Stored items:
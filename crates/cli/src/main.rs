// ABOUTME: CLI that renders a feed as Amazon-flavoured RSS 2.0.
// ABOUTME: Reads an RSS/Atom/JSON feed or a JSON feed model from URL, file or stdin.

use std::fs::{self, File};
use std::io::{self, BufWriter, Read, Write};
use std::path::PathBuf;

use amzn_feed::{parse_feed_bytes, Feed};
use anyhow::{anyhow, Context, Result};
use clap::{Parser, ValueEnum};
use tracing::{debug, info};

/// How the input bytes are interpreted.
#[derive(Debug, Clone, Copy, PartialEq, Eq, ValueEnum)]
enum InputFormat {
    /// An existing RSS, Atom or JSON Feed document.
    Feed,
    /// The generic feed model serialized as JSON.
    Model,
}

/// Convert a feed into Amazon RSS.
#[derive(Parser, Debug)]
#[command(name = "amzn-feed")]
#[command(about = "Render a feed as Amazon RSS 2.0", long_about = None)]
struct Args {
    /// Feed URL (http/https) or local file path. Use "-" to read from stdin.
    target: String,

    /// How to read the input.
    #[arg(long, value_enum, default_value_t = InputFormat::Feed)]
    input: InputFormat,

    /// Write the document to this file instead of stdout.
    #[arg(long, short)]
    output: Option<PathBuf>,

    /// Reject feeds whose title, link or description is empty.
    #[arg(long, default_value_t = false)]
    strict: bool,
}

fn main() -> Result<()> {
    tracing_subscriber::fmt()
        .with_env_filter(tracing_subscriber::EnvFilter::from_default_env())
        .with_writer(io::stderr)
        .init();

    let args = Args::parse();

    let bytes = load_bytes(&args.target)?;
    let feed = decode(&bytes, args.input)
        .with_context(|| format!("failed to read {}", args.target))?;
    debug!(source = %args.target, items = feed.items.len(), "loaded feed");

    if args.strict {
        feed.validate()?;
    }

    match &args.output {
        Some(path) => {
            let file = File::create(path)
                .with_context(|| format!("failed to create {}", path.display()))?;
            let mut sink = BufWriter::new(file);
            feed.write_amazon_rss(&mut sink)?;
            sink.write_all(b"\n")?;
            sink.flush()?;
            info!(path = %path.display(), "wrote amazon rss");
        }
        None => {
            let stdout = io::stdout();
            let mut sink = stdout.lock();
            feed.write_amazon_rss(&mut sink)?;
            sink.write_all(b"\n")?;
        }
    }

    Ok(())
}

fn decode(bytes: &[u8], input: InputFormat) -> Result<Feed> {
    match input {
        InputFormat::Feed => Ok(parse_feed_bytes(bytes)?),
        InputFormat::Model => serde_json::from_slice(bytes).context("invalid feed model JSON"),
    }
}

fn load_bytes(target: &str) -> Result<Vec<u8>> {
    if target == "-" {
        let mut buf = Vec::new();
        io::stdin().read_to_end(&mut buf)?;
        return Ok(buf);
    }

    if target.starts_with("http://") || target.starts_with("https://") {
        let resp = reqwest::blocking::get(target)?.error_for_status()?;
        let bytes = resp.bytes()?;
        return Ok(bytes.to_vec());
    }

    let path = PathBuf::from(target);
    if !path.exists() {
        return Err(anyhow!("file not found: {}", target));
    }
    Ok(fs::read(path)?)
}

WHAT IS NEEDED: Each entry should be written out again exactly, with no word left out.

TASK ANSWER:
filename crates/cli/src/main.rs
// ABOUTME: CLI that renders a feed as Amazon-flavoured RSS 2.0.
// ABOUTME: Reads an RSS/Atom/JSON feed or a JSON feed model from URL, file or stdin.

use std::fs::{self, File};
use std::io::{self, BufWriter, Read, Write};
use std::path::PathBuf;

use amzn_feed::{parse_feed_bytes, Feed};
use anyhow::{anyhow, Context, Result};
use clap::{Parser, ValueEnum};
use tracing::{debug, info};

/// How the input bytes are interpreted.
#[derive(Debug, Clone, Copy, PartialEq, Eq, ValueEnum)]
enum InputFormat {
    /// An existing RSS, Atom or JSON Feed document.
    Feed,
    /// The generic feed model serialized as JSON.
    Model,
}

/// Convert a feed into Amazon RSS.
#[derive(Parser, Debug)]
#[command(name = "amzn-feed")]
#[command(about = "Render a feed as Amazon RSS 2.0", long_about = None)]
struct Args {
    /// Feed URL (http/https) or local file path. Use "-" to read from stdin.
    target: String,

    /// How to read the input.
    #[arg(long, value_enum, default_value_t = InputFormat::Feed)]
    input: InputFormat,

    /// Write the document to this file instead of stdout.
    #[arg(long, short)]
    output: Option<PathBuf>,

    /// Reject feeds whose title, link or description is empty.
    #[arg(long, default_value_t = false)]
    strict: bool,
}

fn main() -> Result<()> {
    tracing_subscriber::fmt()
        .with_env_filter(tracing_subscriber::EnvFilter::from_default_env())
        .with_writer(io::stderr)
        .init();

    let args = Args::parse();

    let bytes = load_bytes(&args.target)?;
    let feed = decode(&bytes, args.input)
        .with_context(|| format!("failed to read {}", args.target))?;
    debug!(source = %args.target, items = feed.items.len(), "loaded feed");

    if args.strict {
        feed.validate()?;
    }

    match &args.output {
        Some(path) => {
            let file = File::create(path)
                .with_context(|| format!("failed to create {}", path.display()))?;
            let mut sink = BufWriter::new(file);
            feed.write_amazon_rss(&mut sink)?;
            sink.write_all(b"\n")?;
            sink.flush()?;
            info!(path = %path.display(), "wrote amazon rss");
        }
        None => {
            let stdout = io::stdout();
            let mut sink = stdout.lock();
            feed.write_amazon_rss(&mut sink)?;
            sink.write_all(b"\n")?;
        }
    }

    Ok(())
}

fn decode(bytes: &[u8], input: InputFormat) -> Result<Feed> {
    match input {
        InputFormat::Feed => Ok(parse_feed_bytes(bytes)?),
        InputFormat::Model => serde_json::from_slice(bytes).context("invalid feed model JSON"),
    }
}

fn load_bytes(target: &str) -> Result<Vec<u8>> {
    if target == "-" {
        let mut buf = Vec::new();
        io::stdin().read_to_end(&mut buf)?;
        return Ok(buf);
    }

    if target.starts_with("http://") || target.starts_with("https://") {
        let resp = reqwest::blocking::get(target)?.error_for_status()?;
        let bytes = resp.bytes()?;
        return Ok(bytes.to_vec());
    }

    let path = PathBuf::from(target);
    if !path.exists() {
        return Err(anyhow!("file not found: {}", target));
    }
    Ok(fs::read(path)?)
}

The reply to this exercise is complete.